Material for this exercise »
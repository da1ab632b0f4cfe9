//! Block storage engine
//!
//! - [`device`] - raw block devices (file and memory backed)
//! - [`sector_writer`] - sector-aligned writes without read-modify-write
//! - [`allocator`] - reference-counted blocks and the free list
//! - [`growing_policy`] - when a generational block list may grow
//! - [`buffer`] - digests and integrity-checked read buffers
//! - [`location`] - persistable block descriptors
//! - [`config`] - TOML configuration
//! - [`metrics`] - allocator activity counters

pub mod allocator;
pub mod buffer;
pub mod config;
pub mod device;
pub mod error;
pub mod growing_policy;
pub mod location;
pub mod metrics;
pub mod sector_writer;
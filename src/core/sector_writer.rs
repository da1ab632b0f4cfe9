//! Sector-aligned append-only writer
//!
//! Converts an arbitrary byte stream into whole-sector device writes. A
//! trailing partial sector is buffered in memory until it fills up or the
//! writer is finished, at which point it is zero padded. The device is never
//! read, so no read-modify-write cycle is ever issued.

use crate::core::device::BlockDevice;
use std::io;

pub struct SectorWriter<'a> {
    device: &'a dyn BlockDevice,
    partial_sector: Vec<u8>,
    sector_size_bytes: usize,
    /// Device sector that the next full sector lands on
    offset_sectors: u64,
    bytes_accepted: u64,
}

impl<'a> SectorWriter<'a> {
    /// Create a writer that starts at `offset_sectors` on `device`.
    pub fn new(device: &'a dyn BlockDevice, sector_size_bytes: usize, offset_sectors: u64) -> Self {
        assert!(sector_size_bytes > 0, "sector size must be non-zero");
        SectorWriter {
            device,
            partial_sector: Vec::with_capacity(sector_size_bytes),
            sector_size_bytes,
            offset_sectors,
            bytes_accepted: 0,
        }
    }

    /// Number of logical bytes handed to the writer so far
    pub fn bytes_accepted(&self) -> u64 {
        self.bytes_accepted
    }

    /// Sector offset where the next complete sector will be written
    pub fn offset_sectors(&self) -> u64 {
        self.offset_sectors
    }

    fn sector_byte_offset(&self) -> u64 {
        self.offset_sectors * self.sector_size_bytes as u64
    }

    /// Append `data`, writing out every sector that becomes complete.
    ///
    /// On error the device may contain a prefix of the full sectors.
    pub fn append(&mut self, mut data: &[u8]) -> io::Result<()> {
        let sector_size = self.sector_size_bytes;

        if !self.partial_sector.is_empty() {
            let leading = data.len().min(sector_size - self.partial_sector.len());
            self.partial_sector.extend_from_slice(&data[..leading]);
            self.bytes_accepted += leading as u64;
            data = &data[leading..];
            if self.partial_sector.len() < sector_size {
                return Ok(());
            }

            self.device
                .write_at(&self.partial_sector, self.sector_byte_offset())?;
            self.partial_sector.clear();
            self.offset_sectors += 1;
        }

        // Whole sectors go straight to the device without being copied.
        let aligned = data.len() / sector_size * sector_size;
        if aligned > 0 {
            self.device
                .write_at(&data[..aligned], self.sector_byte_offset())?;
            self.offset_sectors += (aligned / sector_size) as u64;
            self.bytes_accepted += aligned as u64;
        }

        let tail = &data[aligned..];
        self.partial_sector.extend_from_slice(tail);
        self.bytes_accepted += tail.len() as u64;
        Ok(())
    }

    /// Zero-pad and write the pending partial sector, if any.
    ///
    /// Returns the sector offset following the last sector written.
    pub fn finish(mut self) -> io::Result<u64> {
        self.flush_partial_sector()?;
        Ok(self.offset_sectors)
    }

    fn flush_partial_sector(&mut self) -> io::Result<()> {
        if self.partial_sector.is_empty() {
            return Ok(());
        }

        // Padding means the old sector contents never need to be loaded.
        self.partial_sector.resize(self.sector_size_bytes, 0);
        self.device
            .write_at(&self.partial_sector, self.sector_byte_offset())?;
        self.partial_sector.clear();
        self.offset_sectors += 1;
        Ok(())
    }
}

impl io::Write for SectorWriter<'_> {
    fn write(&mut self, buf: &[u8]) -> io::Result<usize> {
        self.append(buf)?;
        Ok(buf.len())
    }

    /// Complete sectors are already on the device; the pending partial
    /// sector is only written by [`SectorWriter::finish`].
    fn flush(&mut self) -> io::Result<()> {
        Ok(())
    }
}
//! Reference-counted block handles
//!
//! Every live reference to a block is a [`BlockRef`], owned by exactly one of
//! three handle types:
//!
//! - [`Block`] - the allocator's original reference, held by the block list
//! - [`BlockReader`] - one per `Block::get`, dropped when the read completes
//! - [`BlockPutWriter`] - one per `Block::put`, dropped once the data is written
//!
//! References are given up in `Drop`, so each one is released exactly once on
//! every exit path. When the last one goes the block's region is returned to
//! the allocator's free list.

use crate::core::allocator::device_backed::AllocatorShared;
use crate::core::allocator::sectors_for;
use crate::core::buffer::{DataIntegrityCallback, Digest, ReadBuffer};
use crate::core::error::{BlockStoreError, Result};
use crate::core::location::BlockLocation;
use crate::core::sector_writer::SectorWriter;
use std::fmt;
use std::io::{self, Read};
use std::sync::atomic::{AtomicI64, Ordering};
use std::sync::Arc;

struct BlockState {
    allocator: Arc<AllocatorShared>,
    offset_sectors: u64,
    reference_count: AtomicI64,
}

/// One counted reference to a block
struct BlockRef {
    state: Arc<BlockState>,
}

impl BlockRef {
    /// Take an additional reference. Only valid while `self` is alive, so
    /// the count observed afterwards is always at least two.
    fn acquire(&self, operation: &str) -> BlockRef {
        let count = self.state.reference_count.fetch_add(1, Ordering::AcqRel) + 1;
        debug_assert!(
            count > 1,
            "{}(): block at sector {} has invalid reference count {}",
            operation,
            self.state.offset_sectors,
            count
        );
        BlockRef {
            state: Arc::clone(&self.state),
        }
    }

    fn allocator(&self) -> &Arc<AllocatorShared> {
        &self.state.allocator
    }

    fn offset_sectors(&self) -> u64 {
        self.state.offset_sectors
    }

    fn device_offset_bytes(&self) -> u64 {
        self.state.offset_sectors * self.state.allocator.sector_size_bytes as u64
    }
}

impl Drop for BlockRef {
    fn drop(&mut self) {
        let count = self.state.reference_count.fetch_sub(1, Ordering::AcqRel) - 1;
        debug_assert!(
            count >= 0,
            "release(): block at sector {} has invalid reference count {}",
            self.state.offset_sectors,
            count
        );
        if count == 0 {
            // No remaining consumers; the region may be reused for new data.
            self.state.allocator.return_offset(self.state.offset_sectors);
        }
    }
}

/// Handle to one allocated block
///
/// Dropping the handle (or calling [`Block::release`]) gives up the
/// allocator's reference. The region stays allocated until outstanding
/// readers and writers have finished as well.
pub struct Block {
    reference: BlockRef,
    /// Append cursor, advanced only through `&mut self`
    write_offset_sectors: u64,
}

impl Block {
    pub(crate) fn new(
        allocator: Arc<AllocatorShared>,
        offset_sectors: u64,
        write_offset_sectors: u64,
    ) -> Self {
        Block {
            reference: BlockRef {
                state: Arc::new(BlockState {
                    allocator,
                    offset_sectors,
                    reference_count: AtomicI64::new(1),
                }),
            },
            write_offset_sectors,
        }
    }

    /// Persistable descriptor of this block's region
    pub fn location(&self) -> BlockLocation {
        self.reference.allocator().location(self.reference.offset_sectors())
    }

    /// Sector offset of the block on the device
    pub fn offset_sectors(&self) -> u64 {
        self.reference.offset_sectors()
    }

    /// Sectors reserved so far, relative to the start of the block
    pub fn write_offset_sectors(&self) -> u64 {
        self.write_offset_sectors
    }

    pub fn write_offset_bytes(&self) -> u64 {
        self.write_offset_sectors * self.reference.allocator().sector_size_bytes as u64
    }

    /// Number of live references (this handle, readers and pending writers)
    pub fn reference_count(&self) -> i64 {
        self.reference.state.reference_count.load(Ordering::Acquire)
    }

    /// Give up this handle's reference.
    pub fn release(self) {
        drop(self);
    }

    /// Whether an object of `size_bytes` still fits behind the cursor
    pub fn has_space(&self, size_bytes: u64) -> bool {
        let allocator = self.reference.allocator();
        let needed = sectors_for(size_bytes, allocator.sector_size_bytes);
        self.write_offset_sectors
            .checked_add(needed)
            .is_some_and(|end| end <= allocator.block_sector_count)
    }

    /// Open a raw reader over `size_bytes` at `offset_bytes` into the block.
    ///
    /// The reader holds its own reference, so it stays valid even if this
    /// handle is released first.
    pub fn reader(&self, offset_bytes: u64, size_bytes: u64) -> BlockReader {
        let allocator = self.reference.allocator();
        debug_assert!(
            offset_bytes.saturating_add(size_bytes)
                <= allocator.block_sector_count * allocator.sector_size_bytes as u64,
            "read of {} bytes at offset {} exceeds block size",
            size_bytes,
            offset_bytes
        );

        let reference = self.reference.acquire("get");
        reference.allocator().metrics.record_read_started();
        BlockReader {
            start_bytes: reference.device_offset_bytes() + offset_bytes,
            size_bytes,
            position: 0,
            reference,
        }
    }

    /// Read an object back from the block.
    ///
    /// The range is wrapped by the allocator's buffer factory together with
    /// `digest` and `callback`, which validate the data as it is consumed.
    pub fn get(
        &self,
        digest: Digest,
        offset_bytes: u64,
        size_bytes: u64,
        callback: DataIntegrityCallback,
    ) -> Box<dyn ReadBuffer> {
        let factory = Arc::clone(&self.reference.allocator().buffer_factory);
        let reader = self.reader(offset_bytes, size_bytes);
        factory.new_buffer_from_reader_at(digest, reader, size_bytes, callback)
    }

    /// Reserve space for an object of `size_bytes`.
    ///
    /// The cursor advances immediately, so further puts can be issued before
    /// this one's data is available. Callers must check [`Block::has_space`]
    /// first; reserving past the end of the block is a contract violation.
    pub fn put(&mut self, size_bytes: u64) -> BlockPutWriter {
        let reference = self.reference.acquire("put");
        let sectors = sectors_for(size_bytes, reference.allocator().sector_size_bytes);
        debug_assert!(
            self.write_offset_sectors + sectors <= reference.allocator().block_sector_count,
            "put of {} bytes overflows block at sector {}",
            size_bytes,
            reference.offset_sectors()
        );

        let write_offset_sectors = self.write_offset_sectors;
        self.write_offset_sectors += sectors;

        BlockPutWriter {
            reference,
            write_offset_sectors,
            size_bytes,
        }
    }
}

impl fmt::Debug for Block {
    fn fmt(&self, f: &mut fmt::Formatter<'_>) -> fmt::Result {
        f.debug_struct("Block")
            .field("offset_sectors", &self.offset_sectors())
            .field("write_offset_sectors", &self.write_offset_sectors)
            .field("reference_count", &self.reference_count())
            .finish()
    }
}

/// Reader over a byte range of a block
///
/// Holds one reference to the block, released when the reader is dropped.
pub struct BlockReader {
    reference: BlockRef,
    /// Absolute device offset of the first byte
    start_bytes: u64,
    size_bytes: u64,
    position: u64,
}

impl BlockReader {
    pub fn size_bytes(&self) -> u64 {
        self.size_bytes
    }

    /// Positional read relative to the start of the range
    pub fn read_at(&self, buf: &mut [u8], offset: u64) -> io::Result<usize> {
        if offset >= self.size_bytes {
            return Ok(0);
        }
        let n = buf.len().min((self.size_bytes - offset) as usize);
        self.reference
            .allocator()
            .device
            .read_at(&mut buf[..n], self.start_bytes + offset)
    }

    /// Finish the read, releasing the block reference.
    pub fn close(self) {
        drop(self);
    }
}

impl Read for BlockReader {
    fn read(&mut self, buf: &mut [u8]) -> io::Result<usize> {
        let n = self.read_at(buf, self.position)?;
        self.position += n as u64;
        Ok(n)
    }
}

impl Drop for BlockReader {
    fn drop(&mut self) {
        self.reference.allocator().metrics.record_read_completed();
    }
}

/// One-shot writer for space reserved by [`Block::put`]
///
/// Consuming the writer performs the write and releases its block reference,
/// whether or not the write succeeded. Dropping it unused releases the
/// reference too, without touching the device; the reserved sectors stay
/// consumed either way.
#[must_use = "reserved space is wasted unless the writer is used"]
pub struct BlockPutWriter {
    reference: BlockRef,
    /// Reserved offset, relative to the start of the block
    write_offset_sectors: u64,
    size_bytes: u64,
}

impl BlockPutWriter {
    /// Byte offset within the block where the object will be stored
    pub fn offset_bytes(&self) -> u64 {
        self.write_offset_sectors * self.reference.allocator().sector_size_bytes as u64
    }

    pub fn size_bytes(&self) -> u64 {
        self.size_bytes
    }

    /// Copy exactly the declared number of bytes from `source` into the
    /// reserved sectors, returning the byte offset within the block.
    ///
    /// A source that ends early or yields more than declared is reported as
    /// an error after whatever was received has been written. The rest of
    /// the reservation is zero-filled, so no stale device contents remain in
    /// it. The offset is only returned on success; callers that need it on
    /// the error path read [`BlockPutWriter::offset_bytes`] first.
    pub fn write<R: Read>(self, source: R) -> Result<u64> {
        let offset_bytes = self.offset_bytes();
        let result = self.copy_from_reader(source);
        self.finish(result.map(|()| offset_bytes))
    }

    /// Write a buffer read from another block (or any other [`ReadBuffer`]).
    pub fn write_buffer(self, buffer: Box<dyn ReadBuffer>) -> Result<u64> {
        let offset_bytes = self.offset_bytes();
        let result = self.copy_from_buffer(buffer);
        self.finish(result.map(|()| offset_bytes))
    }

    fn finish(self, result: Result<u64>) -> Result<u64> {
        if let Err(e) = &result {
            tracing::warn!(
                "Put of {} bytes at offset {} of block at sector {} failed: {}",
                self.size_bytes,
                self.offset_bytes(),
                self.reference.offset_sectors(),
                e
            );
        }
        // Dropping self releases the reference taken by put().
        result
    }

    fn sector_writer(&self) -> SectorWriter<'_> {
        let allocator = self.reference.allocator();
        SectorWriter::new(
            allocator.device.as_ref(),
            allocator.sector_size_bytes,
            self.reference.offset_sectors() + self.write_offset_sectors,
        )
    }

    fn copy_from_reader<R: Read>(&self, source: R) -> Result<()> {
        let mut writer = self.sector_writer();
        let mut limited = source.take(self.size_bytes);
        let overrun = io::copy(&mut limited, &mut writer)
            .and_then(|_| has_more_data(&mut limited.into_inner()));

        let accepted = writer.bytes_accepted();
        self.zero_fill(&mut writer)?;
        writer.finish()?;

        if overrun? {
            return Err(BlockStoreError::SourceTooLong {
                expected: self.size_bytes,
            });
        }
        if accepted != self.size_bytes {
            return Err(BlockStoreError::SizeMismatch {
                expected: self.size_bytes,
                actual: accepted,
            });
        }
        Ok(())
    }

    fn copy_from_buffer(&self, buffer: Box<dyn ReadBuffer>) -> Result<()> {
        if buffer.size_bytes() != self.size_bytes {
            return Err(BlockStoreError::SizeMismatch {
                expected: self.size_bytes,
                actual: buffer.size_bytes(),
            });
        }

        let mut writer = self.sector_writer();
        let copied = buffer.into_writer(&mut writer);
        self.zero_fill(&mut writer)?;
        writer.finish()?;
        copied.map(|_| ())
    }

    /// Append zeros until the whole reservation has been covered.
    fn zero_fill(&self, writer: &mut SectorWriter<'_>) -> io::Result<()> {
        const ZEROS: [u8; 4096] = [0; 4096];
        while writer.bytes_accepted() < self.size_bytes {
            let remaining = self.size_bytes - writer.bytes_accepted();
            let n = remaining.min(ZEROS.len() as u64) as usize;
            writer.append(&ZEROS[..n])?;
        }
        Ok(())
    }
}

fn has_more_data<R: Read>(source: &mut R) -> io::Result<bool> {
    let mut probe = [0u8; 1];
    loop {
        match source.read(&mut probe) {
            Ok(n) => return Ok(n > 0),
            Err(e) if e.kind() == io::ErrorKind::Interrupted => continue,
            Err(e) => return Err(e),
        }
    }
}
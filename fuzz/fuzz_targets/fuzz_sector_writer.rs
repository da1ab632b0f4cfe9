#![no_main]
use blockstore_rs::{MemoryBlockDevice, SectorWriter};
use libfuzzer_sys::{arbitrary::Arbitrary, fuzz_target};

#[derive(Debug, Arbitrary)]
struct Input {
    sector_size: u8,
    offset_sectors: u8,
    chunks: Vec<Vec<u8>>,
}

// Any sequence of appends must produce aligned writes and no reads
fuzz_target!(|input: Input| {
    let sector_size = input.sector_size as usize + 1;
    let total: usize = input.chunks.iter().map(Vec::len).sum();
    let start = input.offset_sectors as u64 * sector_size as u64;
    let device = MemoryBlockDevice::filled(start as usize + total + sector_size, 0xAA);

    let mut writer = SectorWriter::new(&device, sector_size, input.offset_sectors as u64);
    for chunk in &input.chunks {
        writer.append(chunk).unwrap();
    }
    let end_sectors = writer.finish().unwrap();

    assert_eq!(
        end_sectors,
        input.offset_sectors as u64 + total.div_ceil(sector_size) as u64
    );
    assert_eq!(device.stats().reads, 0);
    for (offset, len) in device.write_log() {
        assert_eq!(offset % sector_size as u64, 0);
        assert_eq!(len % sector_size, 0);
    }

    let expected: Vec<u8> = input.chunks.concat();
    assert_eq!(device.contents(start, total), expected);
    let end_bytes = end_sectors as usize * sector_size;
    let padding = device.contents(start + total as u64, end_bytes - start as usize - total);
    assert!(padding.iter().all(|&b| b == 0));
});
use blockstore_rs::{
    AllocatorConfig, BlockAllocator, BlockDeviceBackedAllocator, Digest, MemoryBlockDevice,
    SectorWriter, ValidatingBufferFactory,
};
use criterion::{black_box, criterion_group, criterion_main, BenchmarkId, Criterion, Throughput};
use std::sync::Arc;

fn allocator(block_count: usize) -> BlockDeviceBackedAllocator {
    let config = AllocatorConfig {
        sector_size_bytes: 4096,
        block_sector_count: 64,
        block_count,
    };
    let device = Arc::new(MemoryBlockDevice::new(
        config.device_size_bytes().unwrap() as usize,
    ));
    BlockDeviceBackedAllocator::new(device, Arc::new(ValidatingBufferFactory), &config).unwrap()
}

/// Benchmark allocating and releasing every block
fn bench_alloc_release_cycle(c: &mut Criterion) {
    let mut group = c.benchmark_group("alloc_release_cycle");

    for block_count in [16, 256, 1024].iter() {
        let alloc = allocator(*block_count);
        group.bench_with_input(
            BenchmarkId::from_parameter(block_count),
            block_count,
            |b, &count| {
                b.iter(|| {
                    let blocks: Vec<_> = (0..count).map(|_| alloc.new_block().unwrap()).collect();
                    black_box(&blocks);
                });
            },
        );
    }

    group.finish();
}

/// Benchmark re-attaching blocks, as done once per block at startup
fn bench_new_block_at_location(c: &mut Criterion) {
    let alloc = allocator(1024);
    let locations: Vec<_> = (0..1024)
        .map(|_| alloc.new_block().unwrap().1)
        .collect();

    c.bench_function("new_block_at_location/1024", |b| {
        b.iter(|| {
            let blocks: Vec<_> = locations
                .iter()
                .rev()
                .map(|location| alloc.new_block_at_location(location, 0).unwrap())
                .collect();
            black_box(&blocks);
        });
    });
}

/// Benchmark sector-aligned writes of various object sizes
fn bench_put(c: &mut Criterion) {
    let mut group = c.benchmark_group("put_by_size");
    let alloc = allocator(4);

    for size_kb in [1, 4, 17, 64].iter() {
        let data = vec![0x5Au8; size_kb * 1024];
        group.throughput(Throughput::Bytes(data.len() as u64));
        group.bench_with_input(
            BenchmarkId::from_parameter(format!("{}KB", size_kb)),
            &data,
            |b, data| {
                b.iter(|| {
                    let (mut block, _) = alloc.new_block().unwrap();
                    while block.has_space(data.len() as u64) {
                        block.put(data.len() as u64).write(&data[..]).unwrap();
                    }
                });
            },
        );
    }

    group.finish();
}

/// Benchmark validated reads
fn bench_get(c: &mut Criterion) {
    let alloc = allocator(1);
    let (mut block, _) = alloc.new_block().unwrap();
    let data = vec![0xC3u8; 64 * 1024];
    let digest = Digest::compute(&data);
    let offset = block.put(data.len() as u64).write(&data[..]).unwrap();

    let mut group = c.benchmark_group("get");
    group.throughput(Throughput::Bytes(data.len() as u64));
    group.bench_function("64KB", |b| {
        b.iter(|| {
            let buffer = block.get(digest, offset, data.len() as u64, Box::new(|_| {}));
            black_box(buffer.into_bytes().unwrap());
        });
    });
    group.finish();
}

/// Benchmark splitting a stream into small appends
fn bench_sector_writer_small_appends(c: &mut Criterion) {
    let device = MemoryBlockDevice::new(1024 * 1024);
    let chunk = [0x11u8; 100];

    c.bench_function("sector_writer/100B_appends", |b| {
        b.iter(|| {
            let mut writer = SectorWriter::new(&device, 4096, 0);
            for _ in 0..10_000 {
                writer.append(&chunk).unwrap();
            }
            black_box(writer.finish().unwrap());
        });
    });
}

criterion_group!(
    benches,
    bench_alloc_release_cycle,
    bench_new_block_at_location,
    bench_put,
    bench_get,
    bench_sector_writer_small_appends
);
criterion_main!(benches);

Task statement » In the data above, how many lines hold the string "clear"? Give the number by itself.

Task solution » 2